Keberhasilan pengobatan kanker mulut dan bibir sangat tergantung kepada seberapa jauh kanker telah berkembang. Kanker mulut jarang menyebar ke daerah tubuh yang jauh tetapi cenderung menyusup ke dalam kepala dan leher.

Jika seluruh kanker dan jaringan normal di sekitar kanker diangkat sebelum kanker menyebar ke kelenjar getah bening, maka angka kesembuhannya tinggi. Tetapi jika kanker telah menyebar ke kelenjar getah bening, jarang terjadi penyembuhan.

Pada pembedahan, selain mengangkat kanker dalam mulut, juga mengangkat kelenjar getah bening di bawah dan di belakang rahang dan di sepanjang leher. Penderita kanker mulut atau tenggorokan bisa menjalani terapi penyinaran dan pembedahan atau hanya penyinaran saja.
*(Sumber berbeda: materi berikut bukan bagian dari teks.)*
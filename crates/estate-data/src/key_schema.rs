//! Table key schemas and their process-lifetime cache.
//!
//! The key shape of a table is not statically known to the store: it must be
//! described by the backend before a conditional expression or key extraction
//! can be built. Descriptions are memoized per `(account, table)` for the
//! process lifetime — there is no expiry or invalidation path, so a key
//! schema change requires a process restart.

use serde::{Deserialize, Serialize};
use std::collections::HashMap;
use std::sync::{Arc, PoisonError, RwLock};

use estate_core::AccountNumber;

use crate::backend::TableBackend;
use crate::error::{Error, Result};

/// The role a key attribute plays.
#[derive(Debug, Clone, Copy, PartialEq, Eq, Serialize, Deserialize)]
#[serde(rename_all = "SCREAMING_SNAKE_CASE")]
pub enum KeyType {
    /// Partition (hash) key attribute.
    Hash,
    /// Sort (range) key attribute.
    Range,
}

/// One attribute of a table's key schema.
#[derive(Debug, Clone, PartialEq, Eq, Serialize, Deserialize)]
#[serde(rename_all = "PascalCase")]
pub struct KeyAttribute {
    /// The attribute's name.
    pub attribute_name: String,
    /// Whether the attribute is the hash or range component.
    pub key_type: KeyType,
}

/// The ordered key schema of one table.
#[derive(Debug, Clone, PartialEq, Eq, Serialize, Deserialize)]
#[serde(transparent)]
pub struct TableKeySchema {
    attributes: Vec<KeyAttribute>,
}

impl TableKeySchema {
    /// Creates a schema from its ordered attributes.
    #[must_use]
    pub fn new(attributes: Vec<KeyAttribute>) -> Self {
        Self { attributes }
    }

    /// Creates a hash-only key schema.
    #[must_use]
    pub fn hash(attribute_name: impl Into<String>) -> Self {
        Self::new(vec![KeyAttribute {
            attribute_name: attribute_name.into(),
            key_type: KeyType::Hash,
        }])
    }

    /// Creates a hash-and-range key schema.
    #[must_use]
    pub fn hash_and_range(hash: impl Into<String>, range: impl Into<String>) -> Self {
        Self::new(vec![
            KeyAttribute {
                attribute_name: hash.into(),
                key_type: KeyType::Hash,
            },
            KeyAttribute {
                attribute_name: range.into(),
                key_type: KeyType::Range,
            },
        ])
    }

    /// Returns the key attribute names in schema order.
    #[must_use]
    pub fn attribute_names(&self) -> Vec<&str> {
        self.attributes
            .iter()
            .map(|attr| attr.attribute_name.as_str())
            .collect()
    }

    /// Returns the name of the hash key attribute.
    ///
    /// # Errors
    ///
    /// Returns an error when the schema has no hash attribute, which would
    /// mean the backing table description is malformed.
    pub fn hash_key_name(&self) -> Result<&str> {
        self.attributes
            .iter()
            .find(|attr| attr.key_type == KeyType::Hash)
            .map(|attr| attr.attribute_name.as_str())
            .ok_or_else(|| Error::backend("table key schema has no hash key attribute"))
    }
}

fn poison_err<T>(_: PoisonError<T>) -> Error {
    Error::backend("key schema cache lock poisoned")
}

/// Process-lifetime memo of table key schemas.
///
/// Keyed by `(account, table)`. Unbounded and never invalidated: the set of
/// managed tables is small and fixed, and key schemas do not change in place.
/// Share one instance across every store in the process.
///
/// Concurrent misses for the same entry may each describe the table; the
/// descriptions are identical, so last-write-wins insertion is harmless.
#[derive(Debug, Default)]
pub struct KeySchemaCache {
    inner: RwLock<HashMap<(AccountNumber, String), Arc<TableKeySchema>>>,
}

impl KeySchemaCache {
    /// Creates an empty cache.
    #[must_use]
    pub fn new() -> Self {
        Self::default()
    }

    /// Returns the key schema for `(account, table)`, describing the table
    /// through `backend` on first use.
    ///
    /// # Errors
    ///
    /// Returns an error when the backend cannot describe the table.
    pub async fn get_or_describe(
        &self,
        backend: &dyn TableBackend,
        account: &AccountNumber,
        table: &str,
    ) -> Result<Arc<TableKeySchema>> {
        let cache_key = (account.clone(), table.to_string());
        {
            let cache = self.inner.read().map_err(poison_err)?;
            if let Some(schema) = cache.get(&cache_key) {
                return Ok(Arc::clone(schema));
            }
        }

        let schema = Arc::new(backend.describe_key_schema(account, table).await?);
        let mut cache = self.inner.write().map_err(poison_err)?;
        Ok(Arc::clone(
            cache.entry(cache_key).or_insert_with(|| Arc::clone(&schema)),
        ))
    }

    /// Returns the number of memoized entries.
    #[must_use]
    pub fn len(&self) -> usize {
        self.inner.read().map(|cache| cache.len()).unwrap_or(0)
    }

    /// Returns true if nothing has been memoized yet.
    #[must_use]
    pub fn is_empty(&self) -> bool {
        self.len() == 0
    }
}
Terapi penyinaran seringkali merusak kelenjar ludah dan menyebabkan mulut penderita menjadi kering, yang bisa memicu timbulnya kavitasi (karies gigi) dan masalah gigi lainnya. Tulang rahang yang terpapar oleh penyinaran tidak akan sembuh dengan baik, karena itu masalah gigi diobati sebelum dilakukannya terapi penyinaran. Gigi yang diduga bakal menimbulkan masalah, hendaknya dicabut saja. Kebersihan gigi dan mulut sangat penting untuk penderita yang telah menjalani terapi penyinaran untuk kanker mulut.

Beberapa tindakan pencegahan untuk terjadinya kanker mulut, antara lain :

  • hindari cahaya matahari untuk mengurangi resiko terjadinya kanker bibir
  • hindari alkohol berlebihan dan tembakau untuk mencegah hampir seluruh kanker mulut
  • haluskan tepian gigi yang patah atau menambalnya
  • mengkonsumsi makanan atau suplemen yang mengandung vitamin anti-oksidan, seperti vitamin C, vitamin E, dan beta karoten, untuk memberi perlindungan tambahan

- C, Robert B. Cancerous Mouth Growths. Merck Manual Home Health Handbook. 2006.